Metformin reverses HFD-induced effects on the immunofluorescent intensities of several proteins in mice retina. Mouse retinal sections (4 μm) were processed for immunofluorescent staining. Control mice (Con) were given standard chow for 7 months. The HFD-fed mice (HFD) were given HFD for 7 months. The HFD+Met (HFD+Met) mice were given HFD for 7 months and treated with metformin for the last 5 months. (A–C) The fluorescent images of pAKT (A) and total AKT (B) and the statistical analyses of the fluorescent intensities in the control, HFD, and HFD+Met retinas (C) are shown. The pAKT fluorescent intensity of HFD retinas is significantly lower (*) than those in the other two groups. (D–F) The fluorescent images of pERK (D) and total ERK (E) and the statistical analyses of the fluorescent intensities in the control, HFD, and HFD+Met retinas (F) are shown.

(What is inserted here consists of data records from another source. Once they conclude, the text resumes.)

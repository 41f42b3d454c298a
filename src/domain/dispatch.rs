// ==========================================
// 待打包订单发运系统 - 发运结果模型
// ==========================================
// 每个分组一个结果；整批汇总为 DispatchReport
// ==========================================

use serde::{Deserialize, Serialize};
use std::fmt;
use uuid::Uuid;

// ==========================================
// 分组发运状态
// ==========================================
// 序列化格式: SCREAMING_SNAKE_CASE (与台账一致)
#[derive(Debug, Clone, Copy, PartialEq, Eq, Hash, Serialize, Deserialize)]
#[serde(rename_all = "SCREAMING_SNAKE_CASE")]
pub enum DispatchStatus {
    Succeeded, // 承运商受理
    Skipped,   // 台账已有成功记录，不重复下单
    Rejected,  // 本地数据校验失败，未发起远程调用
    Failed,    // 远程调用失败（含重试耗尽）
}

impl DispatchStatus {
    /// 成功或跳过都算“已发运”
    pub fn is_done(&self) -> bool {
        matches!(self, DispatchStatus::Succeeded | DispatchStatus::Skipped)
    }

    pub fn from_db(value: &str) -> Option<Self> {
        match value {
            "SUCCEEDED" => Some(DispatchStatus::Succeeded),
            "SKIPPED" => Some(DispatchStatus::Skipped),
            "REJECTED" => Some(DispatchStatus::Rejected),
            "FAILED" => Some(DispatchStatus::Failed),
            _ => None,
        }
    }
}

impl fmt::Display for DispatchStatus {
    fn fmt(&self, f: &mut fmt::Formatter<'_>) -> fmt::Result {
        match self {
            DispatchStatus::Succeeded => write!(f, "SUCCEEDED"),
            DispatchStatus::Skipped => write!(f, "SKIPPED"),
            DispatchStatus::Rejected => write!(f, "REJECTED"),
            DispatchStatus::Failed => write!(f, "FAILED"),
        }
    }
}

// ==========================================
// GroupOutcome - 单个分组的发运结果
// ==========================================
#[derive(Debug, Clone, Serialize, Deserialize)]
pub struct GroupOutcome {
    pub referencia: String,
    pub status: DispatchStatus,
    pub message: String,
    pub attempts: u32,
    pub idempotency_key: Option<String>,
    pub item_count: usize,
}

// ==========================================
// DispatchReport - 整批发运报告
// ==========================================
#[derive(Debug, Clone, Serialize, Deserialize)]
pub struct DispatchReport {
    pub batch_id: Option<Uuid>,
    pub total_groups: usize,
    pub succeeded: usize,
    pub skipped: usize,
    pub failed: usize,
    pub outcomes: Vec<GroupOutcome>,
    pub elapsed_ms: u64,
}

impl DispatchReport {
    /// 无暂存数据时的空报告
    pub fn empty() -> Self {
        Self {
            batch_id: None,
            total_groups: 0,
            succeeded: 0,
            skipped: 0,
            failed: 0,
            outcomes: Vec::new(),
            elapsed_ms: 0,
        }
    }

    pub fn from_outcomes(batch_id: Uuid, outcomes: Vec<GroupOutcome>, elapsed_ms: u64) -> Self {
        let succeeded = outcomes
            .iter()
            .filter(|o| o.status == DispatchStatus::Succeeded)
            .count();
        let skipped = outcomes
            .iter()
            .filter(|o| o.status == DispatchStatus::Skipped)
            .count();
        let failed = outcomes.iter().filter(|o| !o.status.is_done()).count();

        Self {
            batch_id: Some(batch_id),
            total_groups: outcomes.len(),
            succeeded,
            skipped,
            failed,
            outcomes,
            elapsed_ms,
        }
    }

    pub fn all_done(&self) -> bool {
        self.failed == 0
    }

    /// 未完成（拒绝/失败）的参考号，用于保留暂存
    pub fn pending_references(&self) -> Vec<String> {
        self.outcomes
            .iter()
            .filter(|o| !o.status.is_done())
            .map(|o| o.referencia.clone())
            .collect()
    }
}
// ==========================================
// 待打包订单发运系统 - 暂存层
// ==========================================
// 职责: 按会话保存最近一次导入的批次
// 约束:
// - 批次不可变，导入时整体替换 Arc
// - 发运使用快照，回写前校验 batch_id，避免覆盖并发上传
// - 同一会话同时只允许一个发运（在途标记与批次同锁）
// - 超过 TTL 的批次在访问时清理
// ==========================================

use crate::domain::StagedBatch;
use std::collections::HashMap;
use std::collections::HashSet;
use std::sync::{Arc, Mutex, MutexGuard};
use std::time::{Duration, Instant};
use thiserror::Error;
use tracing::{debug, info, warn};
use uuid::Uuid;

#[derive(Error, Debug)]
pub enum StagingError {
    #[error("暂存区锁获取失败: {0}")]
    LockError(String),
}

pub type StagingResult<T> = Result<T, StagingError>;

/// 发运后回写暂存的结果
#[derive(Debug, Clone, Copy, PartialEq, Eq)]
pub enum RetainOutcome {
    /// 全部完成，暂存已清空
    Cleared,
    /// 保留未完成分组的行
    Retained(usize),
    /// 发运期间已有新导入，不改动
    Superseded,
}

/// 申请发运的结果
pub enum DispatchClaim<'a> {
    /// 已取得该会话的发运权
    Claimed(DispatchGuard<'a>),
    /// 无暂存批次
    Empty,
    /// 同一会话已有发运在进行
    InProgress,
}

/// 会话发运权；释放时（含出错提前返回）清除在途标记
pub struct DispatchGuard<'a> {
    store: &'a StagingStore,
    session_id: String,
    batch: Arc<StagedBatch>,
}

impl DispatchGuard<'_> {
    /// 发运开始时取得的快照
    pub fn batch(&self) -> &Arc<StagedBatch> {
        &self.batch
    }
}

impl Drop for DispatchGuard<'_> {
    fn drop(&mut self) {
        match self.store.inner.lock() {
            Ok(mut inner) => {
                inner.in_flight.remove(&self.session_id);
            }
            Err(poisoned) => {
                warn!(session_id = %self.session_id, "暂存区锁已中毒，仍释放发运标记");
                poisoned.into_inner().in_flight.remove(&self.session_id);
            }
        }
    }
}

struct StagedEntry {
    batch: Arc<StagedBatch>,
    touched_at: Instant,
}

#[derive(Default)]
struct Inner {
    entries: HashMap<String, StagedEntry>,
    // 正在发运的会话；与 entries 同锁，重新导入不影响
    in_flight: HashSet<String>,
}

pub struct StagingStore {
    inner: Mutex<Inner>,
    ttl: Duration,
}

impl StagingStore {
    pub fn new(ttl: Duration) -> Self {
        Self {
            inner: Mutex::new(Inner::default()),
            ttl,
        }
    }

    fn lock(&self) -> StagingResult<MutexGuard<'_, Inner>> {
        self.inner
            .lock()
            .map_err(|e| StagingError::LockError(e.to_string()))
    }

    /// 用新批次整体替换会话暂存
    pub fn replace(&self, batch: StagedBatch) -> StagingResult<Arc<StagedBatch>> {
        let batch = Arc::new(batch);
        let mut inner = self.lock()?;
        let previous = inner.entries.insert(
            batch.session_id.clone(),
            StagedEntry {
                batch: Arc::clone(&batch),
                touched_at: Instant::now(),
            },
        );

        info!(
            session_id = %batch.session_id,
            batch_id = %batch.batch_id,
            rows = batch.rows.len(),
            replaced = ?previous.map(|p| p.batch.batch_id),
            "暂存批次已替换"
        );
        Ok(batch)
    }

    /// 取当前批次快照（过期则清除并返回 None）
    pub fn snapshot(&self, session_id: &str) -> StagingResult<Option<Arc<StagedBatch>>> {
        let mut inner = self.lock()?;
        Ok(Self::live_batch(&mut inner, session_id, self.ttl))
    }

    /// 申请发运：取快照并在同一把锁内标记会话在途
    ///
    /// # 返回
    /// - Claimed: 持有 guard 期间同一会话的其他发运得到 InProgress
    /// - Empty: 无暂存（不占用发运权）
    pub fn begin_dispatch(&self, session_id: &str) -> StagingResult<DispatchClaim<'_>> {
        let mut inner = self.lock()?;

        if inner.in_flight.contains(session_id) {
            debug!(session_id = %session_id, "会话已有发运在进行");
            return Ok(DispatchClaim::InProgress);
        }

        let batch = match Self::live_batch(&mut inner, session_id, self.ttl) {
            Some(batch) => batch,
            None => return Ok(DispatchClaim::Empty),
        };

        inner.in_flight.insert(session_id.to_string());
        Ok(DispatchClaim::Claimed(DispatchGuard {
            store: self,
            session_id: session_id.to_string(),
            batch,
        }))
    }

    fn live_batch(inner: &mut Inner, session_id: &str, ttl: Duration) -> Option<Arc<StagedBatch>> {
        let expired = inner.entries.get(session_id)?.touched_at.elapsed() > ttl;
        if expired {
            inner.entries.remove(session_id);
            debug!(session_id = %session_id, "暂存批次已过期");
            return None;
        }
        inner.entries.get(session_id).map(|e| Arc::clone(&e.batch))
    }

    /// 发运后回写：仅保留未完成参考号的行
    ///
    /// batch_id 与当前暂存不一致时（发运期间重新上传）不做任何改动
    pub fn retain_after_dispatch(
        &self,
        session_id: &str,
        batch_id: Uuid,
        pending_references: &[String],
    ) -> StagingResult<RetainOutcome> {
        let mut inner = self.lock()?;

        let current = match inner.entries.get(session_id) {
            Some(entry) if entry.batch.batch_id == batch_id => Arc::clone(&entry.batch),
            Some(_) => return Ok(RetainOutcome::Superseded),
            None => return Ok(RetainOutcome::Cleared),
        };

        if pending_references.is_empty() {
            inner.entries.remove(session_id);
            info!(session_id = %session_id, batch_id = %batch_id, "发运完成，暂存已清空");
            return Ok(RetainOutcome::Cleared);
        }

        let pending: HashSet<&str> = pending_references.iter().map(String::as_str).collect();
        let remaining = current.retain_rows(|r| pending.contains(r.referencia.as_str()));
        let kept = remaining.rows.len();

        inner.entries.insert(
            session_id.to_string(),
            StagedEntry {
                batch: Arc::new(remaining),
                touched_at: Instant::now(),
            },
        );

        info!(
            session_id = %session_id,
            batch_id = %batch_id,
            kept_rows = kept,
            "保留未完成分组待重试"
        );
        Ok(RetainOutcome::Retained(kept))
    }

    /// 丢弃会话暂存
    pub fn clear(&self, session_id: &str) -> StagingResult<bool> {
        Ok(self.lock()?.entries.remove(session_id).is_some())
    }

    /// 清理所有过期批次
    pub fn purge_expired(&self) -> StagingResult<usize> {
        let mut inner = self.lock()?;
        let before = inner.entries.len();
        let ttl = self.ttl;
        inner.entries.retain(|_, entry| entry.touched_at.elapsed() <= ttl);
        let purged = before - inner.entries.len();
        if purged > 0 {
            debug!(purged = purged, "已清理过期暂存批次");
        }
        Ok(purged)
    }

    pub fn len(&self) -> StagingResult<usize> {
        Ok(self.lock()?.entries.len())
    }

    pub fn is_empty(&self) -> StagingResult<bool> {
        Ok(self.lock()?.entries.is_empty())
    }
}
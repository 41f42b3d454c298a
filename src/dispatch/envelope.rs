// ==========================================
// 待打包订单发运系统 - SOAP 报文
// ==========================================
// 渲染: tera 模板（.xml 后缀开启自动转义，转义函数替换为 XML 版本）
// 解析: 仅识别 SOAP 1.1 Fault（faultcode / faultstring）
// ==========================================

use crate::dispatch::error::CarrierError;
use crate::dispatch::payload::EmbarqueRequest;
use tera::{Context, Tera};

const TEMPLATE_NAME: &str = "crear_embarque.xml";

const TEMPLATE: &str = r#"<?xml version="1.0" encoding="utf-8"?>
<soap:Envelope xmlns:soap="http://schemas.xmlsoap.org/soap/envelope/" xmlns:tns="{{ namespace }}">
  <soap:Body>
    <tns:CrearEmbarque>
      <tns:siglasCliente>{{ request.siglasCliente }}</tns:siglasCliente>
      <tns:embarques>
        <tns:embarque>
          {%- set e = request.embarques.embarque %}
          <tns:cantidad>{{ e.cantidad }}</tns:cantidad>
          <tns:codigoPostal>{{ e.codigoPostal }}</tns:codigoPostal>
          <tns:colonia>{{ e.colonia }}</tns:colonia>
          <tns:contacto>{{ e.contacto }}</tns:contacto>
          <tns:direccion>{{ e.direccion }}</tns:direccion>
          <tns:montoAsegurado>{{ e.montoAsegurado }}</tns:montoAsegurado>
          <tns:poblacion>{{ e.poblacion }}</tns:poblacion>
          <tns:razonSocial>{{ e.razonSocial }}</tns:razonSocial>
          <tns:referencia2>{{ e.referencia2 }}</tns:referencia2>
          <tns:referencia3>{{ e.referencia3 }}</tns:referencia3>
          <tns:referencia4>{{ e.referencia4 }}</tns:referencia4>
          <tns:referencia5>{{ e.referencia5 }}</tns:referencia5>
          <tns:referencia6>{{ e.referencia6 }}</tns:referencia6>
          <tns:referencia7>{{ e.referencia7 }}</tns:referencia7>
          <tns:servicio>{{ e.servicio }}</tns:servicio>
          <tns:telefono>{{ e.telefono }}</tns:telefono>
          <tns:uccList>
            {%- for ucc in e.uccList %}
            <tns:string>{{ ucc }}</tns:string>
            {%- endfor %}
          </tns:uccList>
        </tns:embarque>
      </tns:embarques>
    </tns:CrearEmbarque>
  </soap:Body>
</soap:Envelope>
"#;

/// SOAP 报文渲染器
pub struct SoapEnvelope {
    tera: Tera,
}

impl SoapEnvelope {
    pub fn new() -> Result<Self, CarrierError> {
        let mut tera = Tera::default();
        tera.set_escape_fn(escape_xml);
        tera.add_raw_template(TEMPLATE_NAME, TEMPLATE)?;
        Ok(Self { tera })
    }

    /// 渲染 CrearEmbarque 请求
    pub fn render(&self, namespace: &str, request: &EmbarqueRequest) -> Result<String, CarrierError> {
        let mut context = Context::new();
        context.insert("namespace", namespace);
        context.insert("request", request);
        Ok(self.tera.render(TEMPLATE_NAME, &context)?)
    }
}

/// 从响应中提取 SOAP Fault
///
/// # 返回
/// - Some((faultcode, faultstring)): 响应是 Fault
/// - None: 非 Fault 响应
pub fn parse_fault(body: &str) -> Option<(String, String)> {
    element_text(body, "Fault")?;
    let code = element_text(body, "faultcode").unwrap_or_default();
    let message = element_text(body, "faultstring").unwrap_or_default();
    Some((code.trim().to_string(), decode_entities(message.trim())))
}

// 按本地名查找第一个开始标签（忽略命名空间前缀与属性），返回其文本内容
fn element_text<'a>(body: &'a str, local_name: &str) -> Option<&'a str> {
    let mut search_from = 0;
    while let Some(offset) = body[search_from..].find(local_name) {
        let name_start = search_from + offset;
        let name_end = name_start + local_name.len();
        search_from = name_end;

        let tag_start = match body[..name_start].rfind('<') {
            Some(pos) => pos,
            None => continue,
        };
        let prefix = &body[tag_start + 1..name_start];
        let is_open_tag = prefix.is_empty()
            || (prefix.ends_with(':') && prefix.chars().all(|c| c.is_alphanumeric() || c == ':' || c == '_'));
        let boundary_ok = matches!(
            body[name_end..].chars().next(),
            Some('>') | Some(' ') | Some('/') | Some('\t') | Some('\r') | Some('\n')
        );
        if !is_open_tag || !boundary_ok {
            continue;
        }

        let content_start = name_end + body[name_end..].find('>')? + 1;
        let content_end = content_start + body[content_start..].find("</").unwrap_or(0);
        return Some(&body[content_start..content_end]);
    }
    None
}

fn escape_xml(text: &str) -> String {
    let mut escaped = String::with_capacity(text.len());
    for c in text.chars() {
        match c {
            '&' => escaped.push_str("&amp;"),
            '<' => escaped.push_str("&lt;"),
            '>' => escaped.push_str("&gt;"),
            '"' => escaped.push_str("&quot;"),
            '\'' => escaped.push_str("&apos;"),
            _ => escaped.push(c),
        }
    }
    escaped
}

fn decode_entities(text: &str) -> String {
    text.replace("&lt;", "<")
        .replace("&gt;", ">")
        .replace("&quot;", "\"")
        .replace("&apos;", "'")
        .replace("&amp;", "&")
}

The fluorescent intensity of pERK in the HFD-fed mouse retina is significantly higher (*) than those in the control and HFD+Met retinas. (G–I) The fluorescent images of pAMPK (G) and total AMPK (H) and the statistical analyses of the fluorescent intensities in the control, HFD, and HFD+Met retinas (I) are shown. The fluorescent intensity of pAMPK in the HFD retinas is significantly lower (*) than those in the control and HFD+Met retinas (*), whereas pAMPK is significantly higher in the HFD+Met mouse retina (#) than those of the control and HFD retinas. The fluorescent intensity of total AMPK is significantly higher in the HFD+Met retina (#) than those of the other two groups. Scale bar: 50 μm. INL, inner nuclear layer; IPL, inner plexiform layer; ONL, outer nuclear layer; OPL, outer plexiform layer. (C, F, I) Box plots represent the distribution of fluorescent intensities within a specific group. The black line represents the median, and the gray line represents the mean of the specific group. N is the number of animals in the group. *^,#P < 0.05.